A new study has shown that many people, who make New Year's resolutions to quit smoking and drinking, are not able to stick to them for more than a week.
According to health campaigners Change4Life, attempts to quit smoking, stop drinking alcohol at home or eat healthier food would be far more successful if people got support.
University of Hertfordshire researchers followed 2,000 people who made a two-week resolution and found that those who relied solely on their own willpower failed even before the halfway stage.
The study also found that just 30 percent of women stuck to their guns, compared with 37 percent of men, and that those who told family and friends about their plans were far more likely to succeed.
The study, led by psychologist Professor Richard Wiseman, of the University of Hertfordshire, monitored progress as the participants made healthy changes to their behaviour.
Just 26 percent of those who relied on willpower managed to keep to their goal, but 35 percent of those who tried other techniques had better success.

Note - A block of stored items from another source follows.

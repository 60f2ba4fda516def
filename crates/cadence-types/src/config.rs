//! Engine configuration types for Cadence.
//!
//! `EngineConfig` represents the `cadence.toml` that controls worker-pool
//! size, timeouts and the default retry shape. All fields have defaults.

use std::time::Duration;

use serde::{Deserialize, Serialize};

use crate::retry::RetryPolicy;

/// Default bound on a single committed unit output (1 MiB).
pub const DEFAULT_MAX_OUTPUT_BYTES: usize = 1_048_576;

/// Top-level configuration for a workflow engine instance.
#[derive(Debug, Clone, PartialEq, Serialize, Deserialize)]
pub struct EngineConfig {
    /// Worker-pool size; a hard bound on concurrent generation calls across
    /// every run of one engine. Defaults to the available parallelism.
    #[serde(default = "default_max_workers")]
    pub max_workers: usize,

    /// Waves with fewer runnable units than this run sequentially.
    #[serde(default = "default_min_parallel_wave_size")]
    pub min_parallel_wave_size: usize,

    /// Per-unit bound (generation plus retries). `None` or 0 disables it.
    #[serde(default = "default_unit_timeout_ms")]
    pub unit_timeout_ms: Option<u64>,

    /// Per-wave bound. `None` or 0 disables it.
    #[serde(default = "default_wave_timeout_ms")]
    pub wave_timeout_ms: Option<u64>,

    /// Default delay shape; the attempt budget comes from each unit.
    #[serde(default)]
    pub retry: RetryPolicy,

    /// Event bus channel capacity.
    #[serde(default = "default_event_capacity")]
    pub event_capacity: usize,

    /// Outputs longer than this are truncated before being committed.
    #[serde(default = "default_max_output_bytes")]
    pub max_output_bytes: usize,
}

fn default_max_workers() -> usize {
    std::thread::available_parallelism()
        .map(|n| n.get())
        .unwrap_or(4)
        .max(1)
}

fn default_min_parallel_wave_size() -> usize {
    2
}

fn default_unit_timeout_ms() -> Option<u64> {
    Some(300_000)
}

fn default_wave_timeout_ms() -> Option<u64> {
    Some(1_800_000)
}

fn default_event_capacity() -> usize {
    1024
}

fn default_max_output_bytes() -> usize {
    DEFAULT_MAX_OUTPUT_BYTES
}

impl Default for EngineConfig {
    fn default() -> Self {
        Self {
            max_workers: default_max_workers(),
            min_parallel_wave_size: default_min_parallel_wave_size(),
            unit_timeout_ms: default_unit_timeout_ms(),
            wave_timeout_ms: default_wave_timeout_ms(),
            retry: RetryPolicy::default(),
            event_capacity: default_event_capacity(),
            max_output_bytes: default_max_output_bytes(),
        }
    }
}

impl EngineConfig {
    pub fn with_max_workers(mut self, max_workers: usize) -> Self {
        self.max_workers = max_workers.max(1);
        self
    }

    pub fn with_min_parallel_wave_size(mut self, size: usize) -> Self {
        self.min_parallel_wave_size = size;
        self
    }

    pub fn with_unit_timeout(mut self, timeout: Option<Duration>) -> Self {
        self.unit_timeout_ms = timeout.map(|d| d.as_millis() as u64);
        self
    }

    pub fn with_wave_timeout(mut self, timeout: Option<Duration>) -> Self {
        self.wave_timeout_ms = timeout.map(|d| d.as_millis() as u64);
        self
    }

    pub fn with_retry(mut self, retry: RetryPolicy) -> Self {
        self.retry = retry;
        self
    }

    pub fn unit_timeout(&self) -> Option<Duration> {
        positive_millis(self.unit_timeout_ms)
    }

    pub fn wave_timeout(&self) -> Option<Duration> {
        positive_millis(self.wave_timeout_ms)
    }
}

fn positive_millis(ms: Option<u64>) -> Option<Duration> {
    ms.filter(|ms| *ms > 0).map(Duration::from_millis)
}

The research found other techniques for success included visualising or imagining a better life once the goal is achieved.
"All too often New Year's resolutions fail because people try to do too much too soon and don't seek the right support to help them achieve their goals," the Daily Mail quoted Professor Wiseman, the author of '59 Seconds: Think A Little, Change A Lot', as saying.
"People who rely on willpower alone are much less likely to succeed than those who try other techniques like telling their friends, rewarding themselves for making progress and removing temptation from their surroundings.
"It is important that we use as much advice and support to see us through the New Year commitments, remembering that overall simple small changes work better and are more achievable in the long run," he stated.